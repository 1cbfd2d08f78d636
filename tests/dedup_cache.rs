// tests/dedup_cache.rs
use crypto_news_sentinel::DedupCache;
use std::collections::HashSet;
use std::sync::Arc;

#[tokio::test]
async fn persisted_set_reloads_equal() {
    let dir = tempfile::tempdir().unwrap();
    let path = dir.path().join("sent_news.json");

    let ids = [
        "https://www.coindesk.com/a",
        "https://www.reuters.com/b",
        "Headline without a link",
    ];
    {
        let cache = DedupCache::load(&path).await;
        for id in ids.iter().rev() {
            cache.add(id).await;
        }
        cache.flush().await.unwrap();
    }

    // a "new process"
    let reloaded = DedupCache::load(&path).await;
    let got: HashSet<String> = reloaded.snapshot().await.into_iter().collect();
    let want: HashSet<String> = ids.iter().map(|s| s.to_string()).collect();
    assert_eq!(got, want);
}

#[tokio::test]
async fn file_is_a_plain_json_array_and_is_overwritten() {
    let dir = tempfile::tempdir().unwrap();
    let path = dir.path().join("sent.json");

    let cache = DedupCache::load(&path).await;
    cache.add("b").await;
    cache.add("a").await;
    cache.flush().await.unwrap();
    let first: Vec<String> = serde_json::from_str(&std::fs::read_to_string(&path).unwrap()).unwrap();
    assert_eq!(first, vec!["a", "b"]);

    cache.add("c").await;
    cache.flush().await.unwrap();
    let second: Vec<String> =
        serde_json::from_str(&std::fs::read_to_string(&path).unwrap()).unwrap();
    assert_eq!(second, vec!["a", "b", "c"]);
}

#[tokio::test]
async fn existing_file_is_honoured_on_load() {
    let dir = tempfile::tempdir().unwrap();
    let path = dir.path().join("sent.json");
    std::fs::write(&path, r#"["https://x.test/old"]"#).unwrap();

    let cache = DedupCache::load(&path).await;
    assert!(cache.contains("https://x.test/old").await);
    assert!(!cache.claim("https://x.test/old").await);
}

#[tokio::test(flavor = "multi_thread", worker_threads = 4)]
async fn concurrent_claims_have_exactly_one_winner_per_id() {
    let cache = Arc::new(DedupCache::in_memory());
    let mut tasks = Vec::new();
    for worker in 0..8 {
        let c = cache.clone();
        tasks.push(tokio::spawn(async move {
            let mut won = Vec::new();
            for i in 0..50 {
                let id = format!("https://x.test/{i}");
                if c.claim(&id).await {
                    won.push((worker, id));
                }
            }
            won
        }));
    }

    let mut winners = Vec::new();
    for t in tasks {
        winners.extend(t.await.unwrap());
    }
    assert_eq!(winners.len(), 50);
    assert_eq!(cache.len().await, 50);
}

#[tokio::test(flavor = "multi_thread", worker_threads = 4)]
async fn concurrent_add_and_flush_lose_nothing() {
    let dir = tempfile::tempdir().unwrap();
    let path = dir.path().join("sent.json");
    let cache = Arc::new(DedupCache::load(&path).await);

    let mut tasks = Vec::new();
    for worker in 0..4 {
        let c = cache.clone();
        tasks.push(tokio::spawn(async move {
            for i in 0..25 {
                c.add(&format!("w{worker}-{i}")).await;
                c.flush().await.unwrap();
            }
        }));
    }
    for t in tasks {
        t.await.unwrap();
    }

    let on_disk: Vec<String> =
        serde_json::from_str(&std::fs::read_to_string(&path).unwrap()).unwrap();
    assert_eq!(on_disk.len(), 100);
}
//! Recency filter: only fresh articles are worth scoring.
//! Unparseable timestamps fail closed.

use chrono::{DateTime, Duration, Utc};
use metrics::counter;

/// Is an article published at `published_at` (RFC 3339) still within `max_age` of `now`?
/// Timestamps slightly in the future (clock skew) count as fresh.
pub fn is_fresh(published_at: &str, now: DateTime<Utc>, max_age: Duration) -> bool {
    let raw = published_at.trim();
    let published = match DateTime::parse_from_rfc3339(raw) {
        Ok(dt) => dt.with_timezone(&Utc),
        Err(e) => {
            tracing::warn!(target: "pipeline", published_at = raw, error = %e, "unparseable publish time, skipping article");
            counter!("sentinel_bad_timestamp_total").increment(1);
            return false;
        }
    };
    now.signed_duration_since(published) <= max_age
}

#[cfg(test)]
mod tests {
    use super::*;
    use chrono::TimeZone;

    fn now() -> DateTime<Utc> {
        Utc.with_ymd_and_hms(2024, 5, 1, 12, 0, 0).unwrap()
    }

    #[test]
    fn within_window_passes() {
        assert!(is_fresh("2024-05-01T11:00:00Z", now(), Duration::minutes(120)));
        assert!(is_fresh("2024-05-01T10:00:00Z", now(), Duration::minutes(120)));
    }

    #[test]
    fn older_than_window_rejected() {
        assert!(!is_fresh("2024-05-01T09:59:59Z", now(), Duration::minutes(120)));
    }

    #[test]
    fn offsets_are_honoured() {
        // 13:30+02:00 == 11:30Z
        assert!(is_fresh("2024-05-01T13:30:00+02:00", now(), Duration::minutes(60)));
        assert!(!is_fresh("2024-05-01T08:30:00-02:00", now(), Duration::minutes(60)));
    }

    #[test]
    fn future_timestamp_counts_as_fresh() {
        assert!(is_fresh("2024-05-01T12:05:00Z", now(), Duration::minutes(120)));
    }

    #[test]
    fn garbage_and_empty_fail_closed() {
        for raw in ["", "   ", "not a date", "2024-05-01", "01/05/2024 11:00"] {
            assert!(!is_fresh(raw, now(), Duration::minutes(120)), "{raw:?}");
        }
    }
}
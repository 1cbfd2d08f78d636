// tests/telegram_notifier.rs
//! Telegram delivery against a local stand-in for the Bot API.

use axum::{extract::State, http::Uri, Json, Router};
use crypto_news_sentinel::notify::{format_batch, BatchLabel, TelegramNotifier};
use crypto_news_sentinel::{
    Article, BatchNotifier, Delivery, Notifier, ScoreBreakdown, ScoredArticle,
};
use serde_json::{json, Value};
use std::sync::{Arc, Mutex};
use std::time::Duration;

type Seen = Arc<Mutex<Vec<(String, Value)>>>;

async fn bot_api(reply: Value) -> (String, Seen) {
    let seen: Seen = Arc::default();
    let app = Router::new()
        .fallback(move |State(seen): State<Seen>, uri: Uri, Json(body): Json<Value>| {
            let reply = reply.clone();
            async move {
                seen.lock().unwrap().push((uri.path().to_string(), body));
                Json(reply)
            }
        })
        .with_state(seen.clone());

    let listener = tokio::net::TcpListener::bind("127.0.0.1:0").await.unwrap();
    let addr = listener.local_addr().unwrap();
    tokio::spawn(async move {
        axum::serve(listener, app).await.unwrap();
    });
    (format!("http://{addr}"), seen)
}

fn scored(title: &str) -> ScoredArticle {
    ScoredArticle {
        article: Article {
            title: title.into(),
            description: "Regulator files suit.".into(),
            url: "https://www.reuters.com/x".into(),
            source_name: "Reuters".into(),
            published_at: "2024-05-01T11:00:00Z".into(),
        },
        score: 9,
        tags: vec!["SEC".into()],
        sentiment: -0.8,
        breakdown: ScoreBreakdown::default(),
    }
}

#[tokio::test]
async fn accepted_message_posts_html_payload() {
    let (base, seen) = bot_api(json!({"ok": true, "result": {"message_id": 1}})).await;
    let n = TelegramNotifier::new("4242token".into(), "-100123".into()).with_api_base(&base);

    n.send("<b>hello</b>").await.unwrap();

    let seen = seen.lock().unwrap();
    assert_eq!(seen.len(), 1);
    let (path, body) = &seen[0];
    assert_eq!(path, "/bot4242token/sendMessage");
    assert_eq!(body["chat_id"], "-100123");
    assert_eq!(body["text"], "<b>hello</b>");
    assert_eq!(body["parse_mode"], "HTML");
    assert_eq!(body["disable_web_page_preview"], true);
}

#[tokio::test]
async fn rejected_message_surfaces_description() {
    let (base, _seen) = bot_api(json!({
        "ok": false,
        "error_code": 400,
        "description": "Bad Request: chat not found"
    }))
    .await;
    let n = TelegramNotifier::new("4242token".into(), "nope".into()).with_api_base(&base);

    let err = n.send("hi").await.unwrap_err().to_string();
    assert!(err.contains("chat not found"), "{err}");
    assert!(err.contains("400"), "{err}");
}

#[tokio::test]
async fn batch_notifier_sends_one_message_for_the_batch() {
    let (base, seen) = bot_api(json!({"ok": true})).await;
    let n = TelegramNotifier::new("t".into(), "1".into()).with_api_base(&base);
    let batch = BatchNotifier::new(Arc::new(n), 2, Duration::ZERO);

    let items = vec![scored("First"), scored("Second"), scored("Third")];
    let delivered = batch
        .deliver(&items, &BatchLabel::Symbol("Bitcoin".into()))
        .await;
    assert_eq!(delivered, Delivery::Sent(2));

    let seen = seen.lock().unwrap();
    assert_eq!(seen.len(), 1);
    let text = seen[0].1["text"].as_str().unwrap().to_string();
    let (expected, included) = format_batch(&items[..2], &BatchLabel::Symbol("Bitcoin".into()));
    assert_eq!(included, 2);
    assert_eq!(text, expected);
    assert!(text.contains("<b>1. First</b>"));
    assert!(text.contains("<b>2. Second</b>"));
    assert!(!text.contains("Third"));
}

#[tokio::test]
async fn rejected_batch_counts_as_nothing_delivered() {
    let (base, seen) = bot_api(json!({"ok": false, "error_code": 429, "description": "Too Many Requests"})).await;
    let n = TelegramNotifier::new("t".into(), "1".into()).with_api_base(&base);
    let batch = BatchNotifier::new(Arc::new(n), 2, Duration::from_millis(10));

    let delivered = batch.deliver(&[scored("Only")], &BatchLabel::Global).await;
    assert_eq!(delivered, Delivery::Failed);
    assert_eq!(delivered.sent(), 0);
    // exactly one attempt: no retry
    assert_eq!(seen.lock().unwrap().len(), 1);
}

■ **What is needed**:
Each line of the data that holds "Mutex" should be copied.

■ **Written solution**:
use std::sync::{Arc, Mutex};
type Seen = Arc<Mutex<Vec<(String, Value)>>>;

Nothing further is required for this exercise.